- [TO DO]:
Please transcribe all of the records precisely.
>>>
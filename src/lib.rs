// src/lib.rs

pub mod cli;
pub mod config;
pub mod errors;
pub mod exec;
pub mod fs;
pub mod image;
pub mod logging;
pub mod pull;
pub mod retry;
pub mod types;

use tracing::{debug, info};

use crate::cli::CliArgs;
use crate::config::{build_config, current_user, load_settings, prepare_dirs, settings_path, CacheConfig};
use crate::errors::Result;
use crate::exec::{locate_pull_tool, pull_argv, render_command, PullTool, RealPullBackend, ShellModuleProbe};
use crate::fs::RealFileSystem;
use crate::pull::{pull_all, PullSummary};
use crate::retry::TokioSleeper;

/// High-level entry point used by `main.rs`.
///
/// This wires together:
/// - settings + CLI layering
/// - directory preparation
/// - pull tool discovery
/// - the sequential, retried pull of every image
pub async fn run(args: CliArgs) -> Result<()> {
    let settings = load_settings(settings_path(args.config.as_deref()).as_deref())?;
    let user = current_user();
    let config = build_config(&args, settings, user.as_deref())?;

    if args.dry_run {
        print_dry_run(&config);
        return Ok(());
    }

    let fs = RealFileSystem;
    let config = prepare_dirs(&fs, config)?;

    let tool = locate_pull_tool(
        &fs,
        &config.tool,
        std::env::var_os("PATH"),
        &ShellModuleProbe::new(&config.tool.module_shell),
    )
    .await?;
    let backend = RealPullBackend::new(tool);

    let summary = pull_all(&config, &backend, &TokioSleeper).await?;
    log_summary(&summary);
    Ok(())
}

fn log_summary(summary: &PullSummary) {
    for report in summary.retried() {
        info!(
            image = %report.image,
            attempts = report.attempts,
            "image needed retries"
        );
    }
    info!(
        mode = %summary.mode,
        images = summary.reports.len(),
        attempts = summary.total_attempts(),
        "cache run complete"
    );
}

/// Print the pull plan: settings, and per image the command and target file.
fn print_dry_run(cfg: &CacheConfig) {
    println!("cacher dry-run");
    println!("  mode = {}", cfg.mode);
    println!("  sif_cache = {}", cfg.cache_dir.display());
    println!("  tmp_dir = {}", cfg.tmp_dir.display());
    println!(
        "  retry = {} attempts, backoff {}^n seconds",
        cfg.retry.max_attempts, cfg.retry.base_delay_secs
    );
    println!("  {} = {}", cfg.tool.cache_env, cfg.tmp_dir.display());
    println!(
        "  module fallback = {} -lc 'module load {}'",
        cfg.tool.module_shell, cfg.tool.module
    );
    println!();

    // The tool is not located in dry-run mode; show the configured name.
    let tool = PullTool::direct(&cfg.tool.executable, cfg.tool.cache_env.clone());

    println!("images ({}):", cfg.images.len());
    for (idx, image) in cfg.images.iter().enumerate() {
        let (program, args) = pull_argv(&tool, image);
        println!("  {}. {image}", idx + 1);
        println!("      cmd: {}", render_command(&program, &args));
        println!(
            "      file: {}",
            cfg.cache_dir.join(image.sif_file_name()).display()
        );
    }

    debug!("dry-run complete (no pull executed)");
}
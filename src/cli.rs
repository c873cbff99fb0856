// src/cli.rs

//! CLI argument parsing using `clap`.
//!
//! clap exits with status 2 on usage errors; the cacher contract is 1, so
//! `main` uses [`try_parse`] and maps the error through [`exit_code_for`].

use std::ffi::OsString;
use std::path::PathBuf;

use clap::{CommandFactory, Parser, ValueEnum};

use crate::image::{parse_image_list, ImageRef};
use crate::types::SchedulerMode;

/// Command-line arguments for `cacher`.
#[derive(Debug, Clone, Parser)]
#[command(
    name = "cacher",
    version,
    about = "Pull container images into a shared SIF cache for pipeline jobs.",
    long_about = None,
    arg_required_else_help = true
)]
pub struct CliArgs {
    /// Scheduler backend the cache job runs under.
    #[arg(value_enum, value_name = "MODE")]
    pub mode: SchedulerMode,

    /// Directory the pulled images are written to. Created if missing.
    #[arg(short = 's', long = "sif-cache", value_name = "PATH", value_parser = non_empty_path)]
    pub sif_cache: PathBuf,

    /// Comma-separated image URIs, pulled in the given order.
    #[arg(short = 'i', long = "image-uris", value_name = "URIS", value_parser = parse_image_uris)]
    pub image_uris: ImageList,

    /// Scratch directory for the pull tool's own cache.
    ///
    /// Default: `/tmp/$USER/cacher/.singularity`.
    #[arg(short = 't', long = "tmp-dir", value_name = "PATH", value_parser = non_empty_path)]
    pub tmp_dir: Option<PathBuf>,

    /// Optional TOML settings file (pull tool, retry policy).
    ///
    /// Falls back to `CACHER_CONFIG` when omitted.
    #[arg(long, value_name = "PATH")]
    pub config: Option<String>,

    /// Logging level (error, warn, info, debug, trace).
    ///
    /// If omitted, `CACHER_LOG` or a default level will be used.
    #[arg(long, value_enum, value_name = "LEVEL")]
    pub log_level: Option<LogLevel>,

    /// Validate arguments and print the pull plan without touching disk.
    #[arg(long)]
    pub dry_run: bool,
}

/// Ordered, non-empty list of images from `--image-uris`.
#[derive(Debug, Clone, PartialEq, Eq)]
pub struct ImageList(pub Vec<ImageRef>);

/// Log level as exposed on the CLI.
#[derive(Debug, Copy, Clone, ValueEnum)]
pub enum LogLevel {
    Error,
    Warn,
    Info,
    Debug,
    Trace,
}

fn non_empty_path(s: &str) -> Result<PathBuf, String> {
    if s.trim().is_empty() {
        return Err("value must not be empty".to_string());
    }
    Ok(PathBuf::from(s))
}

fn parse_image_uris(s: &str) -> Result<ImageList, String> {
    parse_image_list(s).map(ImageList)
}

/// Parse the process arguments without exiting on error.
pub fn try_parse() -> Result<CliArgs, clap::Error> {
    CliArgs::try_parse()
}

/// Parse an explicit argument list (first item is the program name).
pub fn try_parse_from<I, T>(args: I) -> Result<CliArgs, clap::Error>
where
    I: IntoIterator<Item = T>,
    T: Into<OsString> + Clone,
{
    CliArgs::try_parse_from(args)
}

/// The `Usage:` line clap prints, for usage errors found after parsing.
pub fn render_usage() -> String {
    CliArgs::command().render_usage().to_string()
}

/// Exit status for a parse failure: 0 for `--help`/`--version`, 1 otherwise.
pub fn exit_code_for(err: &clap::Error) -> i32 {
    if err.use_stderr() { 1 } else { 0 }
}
<<<
- [WRITTEN RESPONSE]:
filename src/lib.rs
// src/lib.rs

pub mod cli;
pub mod config;
pub mod errors;
pub mod exec;
pub mod fs;
pub mod image;
pub mod logging;
pub mod pull;
pub mod retry;
pub mod types;

use tracing::{debug, info};

use crate::cli::CliArgs;
use crate::config::{build_config, current_user, load_settings, prepare_dirs, settings_path, CacheConfig};
use crate::errors::Result;
use crate::exec::{locate_pull_tool, pull_argv, render_command, PullTool, RealPullBackend, ShellModuleProbe};
use crate::fs::RealFileSystem;
use crate::pull::{pull_all, PullSummary};
use crate::retry::TokioSleeper;

/// High-level entry point used by `main.rs`.
///
/// This wires together:
/// - settings + CLI layering
/// - directory preparation
/// - pull tool discovery
/// - the sequential, retried pull of every image
pub async fn run(args: CliArgs) -> Result<()> {
    let settings = load_settings(settings_path(args.config.as_deref()).as_deref())?;
    let user = current_user();
    let config = build_config(&args, settings, user.as_deref())?;

    if args.dry_run {
        print_dry_run(&config);
        return Ok(());
    }

    let fs = RealFileSystem;
    let config = prepare_dirs(&fs, config)?;

    let tool = locate_pull_tool(
        &fs,
        &config.tool,
        std::env::var_os("PATH"),
        &ShellModuleProbe::new(&config.tool.module_shell),
    )
    .await?;
    let backend = RealPullBackend::new(tool);

    let summary = pull_all(&config, &backend, &TokioSleeper).await?;
    log_summary(&summary);
    Ok(())
}

fn log_summary(summary: &PullSummary) {
    for report in summary.retried() {
        info!(
            image = %report.image,
            attempts = report.attempts,
            "image needed retries"
        );
    }
    info!(
        mode = %summary.mode,
        images = summary.reports.len(),
        attempts = summary.total_attempts(),
        "cache run complete"
    );
}

/// Print the pull plan: settings, and per image the command and target file.
fn print_dry_run(cfg: &CacheConfig) {
    println!("cacher dry-run");
    println!("  mode = {}", cfg.mode);
    println!("  sif_cache = {}", cfg.cache_dir.display());
    println!("  tmp_dir = {}", cfg.tmp_dir.display());
    println!(
        "  retry = {} attempts, backoff {}^n seconds",
        cfg.retry.max_attempts, cfg.retry.base_delay_secs
    );
    println!("  {} = {}", cfg.tool.cache_env, cfg.tmp_dir.display());
    println!(
        "  module fallback = {} -lc 'module load {}'",
        cfg.tool.module_shell, cfg.tool.module
    );
    println!();

    // The tool is not located in dry-run mode; show the configured name.
    let tool = PullTool::direct(&cfg.tool.executable, cfg.tool.cache_env.clone());

    println!("images ({}):", cfg.images.len());
    for (idx, image) in cfg.images.iter().enumerate() {
        let (program, args) = pull_argv(&tool, image);
        println!("  {}. {image}", idx + 1);
        println!("      cmd: {}", render_command(&program, &args));
        println!(
            "      file: {}",
            cfg.cache_dir.join(image.sif_file_name()).display()
        );
    }

    debug!("dry-run complete (no pull executed)");
}
filename src/cli.rs
repository c873cbff99fb0856
// src/cli.rs

//! CLI argument parsing using `clap`.
//!
//! clap exits with status 2 on usage errors; the cacher contract is 1, so
//! `main` uses [`try_parse`] and maps the error through [`exit_code_for`].

use std::ffi::OsString;
use std::path::PathBuf;

use clap::{CommandFactory, Parser, ValueEnum};

use crate::image::{parse_image_list, ImageRef};
use crate::types::SchedulerMode;

/// Command-line arguments for `cacher`.
#[derive(Debug, Clone, Parser)]
#[command(
    name = "cacher",
    version,
    about = "Pull container images into a shared SIF cache for pipeline jobs.",
    long_about = None,
    arg_required_else_help = true
)]
pub struct CliArgs {
    /// Scheduler backend the cache job runs under.
    #[arg(value_enum, value_name = "MODE")]
    pub mode: SchedulerMode,

    /// Directory the pulled images are written to. Created if missing.
    #[arg(short = 's', long = "sif-cache", value_name = "PATH", value_parser = non_empty_path)]
    pub sif_cache: PathBuf,

    /// Comma-separated image URIs, pulled in the given order.
    #[arg(short = 'i', long = "image-uris", value_name = "URIS", value_parser = parse_image_uris)]
    pub image_uris: ImageList,

    /// Scratch directory for the pull tool's own cache.
    ///
    /// Default: `/tmp/$USER/cacher/.singularity`.
    #[arg(short = 't', long = "tmp-dir", value_name = "PATH", value_parser = non_empty_path)]
    pub tmp_dir: Option<PathBuf>,

    /// Optional TOML settings file (pull tool, retry policy).
    ///
    /// Falls back to `CACHER_CONFIG` when omitted.
    #[arg(long, value_name = "PATH")]
    pub config: Option<String>,

    /// Logging level (error, warn, info, debug, trace).
    ///
    /// If omitted, `CACHER_LOG` or a default level will be used.
    #[arg(long, value_enum, value_name = "LEVEL")]
    pub log_level: Option<LogLevel>,

    /// Validate arguments and print the pull plan without touching disk.
    #[arg(long)]
    pub dry_run: bool,
}

/// Ordered, non-empty list of images from `--image-uris`.
#[derive(Debug, Clone, PartialEq, Eq)]
pub struct ImageList(pub Vec<ImageRef>);

/// Log level as exposed on the CLI.
#[derive(Debug, Copy, Clone, ValueEnum)]
pub enum LogLevel {
    Error,
    Warn,
    Info,
    Debug,
    Trace,
}

fn non_empty_path(s: &str) -> Result<PathBuf, String> {
    if s.trim().is_empty() {
        return Err("value must not be empty".to_string());
    }
    Ok(PathBuf::from(s))
}

fn parse_image_uris(s: &str) -> Result<ImageList, String> {
    parse_image_list(s).map(ImageList)
}

/// Parse the process arguments without exiting on error.
pub fn try_parse() -> Result<CliArgs, clap::Error> {
    CliArgs::try_parse()
}

/// Parse an explicit argument list (first item is the program name).
pub fn try_parse_from<I, T>(args: I) -> Result<CliArgs, clap::Error>
where
    I: IntoIterator<Item = T>,
    T: Into<OsString> + Clone,
{
    CliArgs::try_parse_from(args)
}

/// The `Usage:` line clap prints, for usage errors found after parsing.
pub fn render_usage() -> String {
    CliArgs::command().render_usage().to_string()
}

/// Exit status for a parse failure: 0 for `--help`/`--version`, 1 otherwise.
pub fn exit_code_for(err: &clap::Error) -> i32 {
    if err.use_stderr() { 1 } else { 0 }
}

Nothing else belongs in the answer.